%%

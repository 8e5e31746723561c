use super::{FlagStore, StoreError};
use std::collections::HashMap;

/// In-memory store with commit failure injection
#[derive(Debug, Default)]
pub struct MemoryFlagStore {
    staged: HashMap<String, bool>,
    committed: HashMap<String, bool>,
    pub fail_commits: bool,
    pub commits: usize,
}

impl MemoryFlagStore {
    pub fn with_flags(flags: &[(&str, bool)]) -> Self {
        let committed: HashMap<String, bool> =
            flags.iter().map(|(k, v)| (k.to_string(), *v)).collect();
        Self {
            staged: committed.clone(),
            committed,
            ..Self::default()
        }
    }

    pub fn committed(&self, key: &str) -> Option<bool> {
        self.committed.get(key).copied()
    }
}

impl FlagStore for MemoryFlagStore {
    fn get_bool(&self, key: &str) -> Option<bool> {
        self.staged.get(key).copied()
    }

    fn set_bool(&mut self, key: &str, value: bool) -> Result<(), StoreError> {
        self.staged.insert(key.to_string(), value);
        Ok(())
    }

    fn commit(&mut self) -> Result<(), StoreError> {
        if self.fail_commits {
            return Err(StoreError::Rejected("injected failure".into()));
        }
        self.committed = self.staged.clone();
        self.commits += 1;
        Ok(())
    }
}
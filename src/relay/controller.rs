use super::board::{GpioError, Level, PinBank};
use super::events::{watch_mask, EventAggregator, RESET_BIT};
use super::{PortPins, PortState, RelayPort, MAX_PORTS};
use crate::device::{ChannelRegistry, ChannelSpec, RegistryError};
use serde_json::{Map, Value};
use std::sync::Arc;
use std::time::Duration;
use tokio::sync::Mutex;
use tokio::time::sleep;
use tracing::{debug, info, warn};

/// Result of one debounced pass over a port's button
#[derive(Clone, Debug, PartialEq, Eq)]
pub enum ToggleOutcome {
    /// Press confirmed, relay flipped
    Toggled { channel: String, on: bool },
    /// Still held from a press that already toggled
    Held,
    /// Release of a press that toggled
    Released,
    /// Asserted on first read but gone after the debounce delay
    Bounced,
    /// Neither asserted nor in progress
    Idle,
    /// Port has no module plugged in
    Unpopulated,
}

impl ToggleOutcome {
    /// Whether the dispatch task should drop the port's event bit
    pub fn settles(&self) -> bool {
        matches!(
            self,
            ToggleOutcome::Released
                | ToggleOutcome::Bounced
                | ToggleOutcome::Idle
                | ToggleOutcome::Unpopulated
        )
    }
}

pub struct RelayController {
    board: Arc<dyn PinBank>,
    ports: Mutex<Vec<RelayPort>>,
    reset_pin: u8,
}

impl RelayController {
    pub fn new(
        board: Arc<dyn PinBank>,
        layout: &[PortPins],
        reset_pin: u8,
    ) -> Result<Self, GpioError> {
        if layout.len() > MAX_PORTS {
            return Err(GpioError::Layout(format!(
                "{} ports configured, at most {} supported",
                layout.len(),
                MAX_PORTS
            )));
        }
        let ports = layout
            .iter()
            .enumerate()
            .map(|(index, pins)| RelayPort::new(index, *pins))
            .collect();

        Ok(Self {
            board,
            ports: Mutex::new(ports),
            reset_pin,
        })
    }

    /// Boot probe. Drives every relay and button line low, then releases each
    /// button to a pulled-up input: a line that still reads low has a module
    /// holding it and marks the port populated. Installs edge handlers for the
    /// populated buttons and the reset button. Returns the populated count.
    pub async fn detect(
        &self,
        events: &Arc<EventAggregator>,
        settle: Duration,
    ) -> Result<usize, GpioError> {
        let pins: Vec<(u8, u8)> = {
            let ports = self.ports.lock().await;
            ports.iter().map(|p| (p.relay_pin, p.button_pin)).collect()
        };

        for (relay, _) in &pins {
            self.board.configure_output(*relay, Level::Low)?;
        }
        for (_, button) in &pins {
            self.board.configure_output(*button, Level::Low)?;
        }
        sleep(settle).await;

        let mut probed = Vec::with_capacity(pins.len());
        for (relay, button) in &pins {
            self.board.configure_input(*button)?;
            sleep(settle).await;
            let populated = self.board.read(*button)?.is_asserted();
            let state = if populated {
                PortState::from_on(self.board.read(*relay)?.is_high())
            } else {
                PortState::Unknown
            };
            probed.push((populated, state));
        }

        let mut count = 0;
        let mut ports = self.ports.lock().await;
        for (port, (populated, state)) in ports.iter_mut().zip(probed) {
            port.populated = populated;
            port.state = state;
            port.in_progress = false;
            if populated {
                count += 1;
                info!("Port {} populated ({:?})", port.channel, state);
                let events = events.clone();
                let bit = port.index as u8;
                self.board
                    .on_falling_edge(port.button_pin, Box::new(move || events.set(bit)))?;
            } else {
                info!("Port {} empty", port.channel);
            }
        }
        drop(ports);

        self.board.configure_input(self.reset_pin)?;
        let events = events.clone();
        self.board
            .on_falling_edge(self.reset_pin, Box::new(move || events.set(RESET_BIT)))?;

        Ok(count)
    }

    /// Adds one boolean channel per port. Only populated ports are commandable.
    pub async fn register_channels(
        &self,
        registry: &mut ChannelRegistry,
    ) -> Result<(), RegistryError> {
        let ports = self.ports.lock().await;
        for port in ports.iter() {
            registry.add_channel(&port.channel, port.populated, ChannelSpec::Boolean)?;
            registry.set_value(&port.channel, port.state.as_bool().unwrap_or(false))?;
        }
        Ok(())
    }

    pub async fn ports(&self) -> Vec<RelayPort> {
        self.ports.lock().await.clone()
    }

    pub async fn populated_count(&self) -> usize {
        self.ports
            .lock()
            .await
            .iter()
            .filter(|p| p.populated)
            .count()
    }

    /// Aggregator bits the dispatch task waits on
    pub async fn watch_mask(&self) -> u32 {
        let ports = self.ports.lock().await;
        watch_mask(
            ports
                .iter()
                .filter(|p| p.populated)
                .map(|p| p.index as u8),
        )
    }

    pub fn reset_asserted(&self) -> Result<bool, GpioError> {
        Ok(self.board.read(self.reset_pin)?.is_asserted())
    }

    /// Drives the relay on `relay_pin` to `on`. Writes only when the physical
    /// level differs; empty ports are left alone. Returns the resulting state.
    pub async fn set_relay(&self, relay_pin: u8, on: bool) -> Result<PortState, GpioError> {
        let mut ports = self.ports.lock().await;
        let port = ports
            .iter_mut()
            .find(|p| p.relay_pin == relay_pin)
            .ok_or(GpioError::Unconfigured(relay_pin))?;

        if !port.populated {
            debug!("Ignoring {} on empty port {}", on, port.channel);
            return Ok(port.state);
        }

        let target = Level::from_on(on);
        if self.board.read(relay_pin)? != target {
            self.board.write(relay_pin, target)?;
            port.state = PortState::from_on(on);
            debug!("Relay {} -> {}", port.channel, target);
        }
        Ok(port.state)
    }

    pub async fn turn_on(&self, relay_pin: u8) -> Result<PortState, GpioError> {
        self.set_relay(relay_pin, true).await
    }

    pub async fn turn_off(&self, relay_pin: u8) -> Result<PortState, GpioError> {
        self.set_relay(relay_pin, false).await
    }

    pub async fn turn_all_on(&self) -> Result<(), GpioError> {
        self.set_all(true).await
    }

    pub async fn turn_all_off(&self) -> Result<(), GpioError> {
        self.set_all(false).await
    }

    async fn set_all(&self, on: bool) -> Result<(), GpioError> {
        let pins: Vec<u8> = {
            let ports = self.ports.lock().await;
            ports
                .iter()
                .filter(|p| p.populated)
                .map(|p| p.relay_pin)
                .collect()
        };
        for pin in pins {
            self.set_relay(pin, on).await?;
        }
        Ok(())
    }

    /// Applies a `{channel: bool}` map to the populated ports it names.
    /// Returns the `(channel, state)` pairs that were applied.
    pub async fn apply_command(&self, channels: &Map<String, Value>) -> Vec<(String, bool)> {
        let targets: Vec<(u8, String, bool)> = {
            let ports = self.ports.lock().await;
            ports
                .iter()
                .filter_map(|port| {
                    let on = channels.get(&port.channel).and_then(Value::as_bool)?;
                    if port.populated {
                        Some((port.relay_pin, port.channel.clone(), on))
                    } else {
                        debug!("Command for empty port {} dropped", port.channel);
                        None
                    }
                })
                .collect()
        };

        let mut applied = Vec::with_capacity(targets.len());
        for (pin, channel, on) in targets {
            match self.set_relay(pin, on).await {
                Ok(state) => {
                    if let Some(on) = state.as_bool() {
                        applied.push((channel, on));
                    }
                }
                Err(e) => warn!("Failed to drive {}: {}", channel, e),
            }
        }
        applied
    }

    /// One debounced pass over the button of port `index`.
    ///
    /// A fresh press is confirmed by a second read after `debounce`; only then
    /// is the relay flipped and the port marked in progress. The in-progress
    /// mark clears once the button is seen released, so holding a button never
    /// toggles twice.
    pub async fn toggle_port(
        &self,
        index: usize,
        debounce: Duration,
    ) -> Result<ToggleOutcome, GpioError> {
        let (button, in_progress) = {
            let ports = self.ports.lock().await;
            let port = ports
                .get(index)
                .ok_or_else(|| GpioError::Layout(format!("no port {}", index)))?;
            if !port.populated {
                return Ok(ToggleOutcome::Unpopulated);
            }
            (port.button_pin, port.in_progress)
        };

        let pressed = self.board.read(button)?.is_asserted();
        match (pressed, in_progress) {
            (true, false) => {
                sleep(debounce).await;
                if !self.board.read(button)?.is_asserted() {
                    debug!("Port {} bounced", index);
                    return Ok(ToggleOutcome::Bounced);
                }

                let mut ports = self.ports.lock().await;
                let port = &mut ports[index];
                if port.in_progress {
                    return Ok(ToggleOutcome::Held);
                }
                let next = port.state.flipped();
                let on = next == PortState::On;
                self.board.write(port.relay_pin, Level::from_on(on))?;
                port.state = next;
                port.in_progress = true;
                info!("Button toggled {} -> {}", port.channel, on);
                Ok(ToggleOutcome::Toggled {
                    channel: port.channel.clone(),
                    on,
                })
            }
            (false, true) => {
                sleep(debounce).await;
                let mut ports = self.ports.lock().await;
                ports[index].in_progress = false;
                Ok(ToggleOutcome::Released)
            }
            (true, true) => Ok(ToggleOutcome::Held),
            (false, false) => Ok(ToggleOutcome::Idle),
        }
    }
}
//! Persistent boolean flags
//!
//! Two flags survive restarts: [`CONFIGURED_KEY`] (the node has joined its
//! network once) and [`PROVISIONED_KEY`] (a controller has claimed it). Writes
//! are staged until [`FlagStore::commit`].

pub mod file;
#[cfg(test)]
pub mod memory;

pub use file::TomlFlagStore;

use std::sync::Arc;
use tokio::sync::Mutex;
use tokio::task;

pub const CONFIGURED_KEY: &str = "is_configured";
pub const PROVISIONED_KEY: &str = "is_provisioned";

#[derive(Debug, thiserror::Error)]
pub enum StoreError {
    #[error("Flag store I/O failed: {0}")]
    Io(#[from] std::io::Error),

    #[error("Flag file is corrupt: {0}")]
    Parse(#[from] toml::de::Error),

    #[error("Failed to encode flags: {0}")]
    Encode(#[from] toml::ser::Error),

    #[error("Commit rejected: {0}")]
    Rejected(String),
}

pub trait FlagStore: Send {
    /// Staged value of `key`, `None` if never written
    fn get_bool(&self, key: &str) -> Option<bool>;

    fn set_bool(&mut self, key: &str, value: bool) -> Result<(), StoreError>;

    /// Makes every staged write durable
    fn commit(&mut self) -> Result<(), StoreError>;
}

pub type SharedStore = Arc<Mutex<dyn FlagStore>>;

pub fn shared<S: FlagStore + 'static>(store: S) -> SharedStore {
    Arc::new(Mutex::new(store))
}

/// Stages and commits several flags under one lock. Stores block on I/O, so
/// the work runs on the blocking pool.
pub async fn persist_flags(store: &SharedStore, flags: &[(&str, bool)]) -> Result<(), StoreError> {
    let store = store.clone();
    let flags: Vec<(String, bool)> = flags.iter().map(|(k, v)| (k.to_string(), *v)).collect();

    task::spawn_blocking(move || {
        let mut store = store.blocking_lock();
        for (key, value) in &flags {
            store.set_bool(key, *value)?;
        }
        store.commit()
    })
    .await
    .map_err(|e| StoreError::Rejected(format!("commit task failed: {e}")))?
}

pub async fn read_flag(store: &SharedStore, key: &str) -> bool {
    store.lock().await.get_bool(key).unwrap_or(false)
}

%%

TASK PROMPT |
Nothing from before the line containing "Arc::new(Mutex::new(store))" should appear; copy that line and each one after it through the last line of the entries, exactly.

OUTPUT FOR THIS EXERCISE |
    Arc::new(Mutex::new(store))
}

/// Stages and commits several flags under one lock. Stores block on I/O, so
/// the work runs on the blocking pool.
pub async fn persist_flags(store: &SharedStore, flags: &[(&str, bool)]) -> Result<(), StoreError> {
    let store = store.clone();
    let flags: Vec<(String, bool)> = flags.iter().map(|(k, v)| (k.to_string(), *v)).collect();

    task::spawn_blocking(move || {
        let mut store = store.blocking_lock();
        for (key, value) in &flags {
            store.set_bool(key, *value)?;
        }
        store.commit()
    })
    .await
    .map_err(|e| StoreError::Rejected(format!("commit task failed: {e}")))?
}

pub async fn read_flag(store: &SharedStore, key: &str) -> bool {
    store.lock().await.get_bool(key).unwrap_or(false)
}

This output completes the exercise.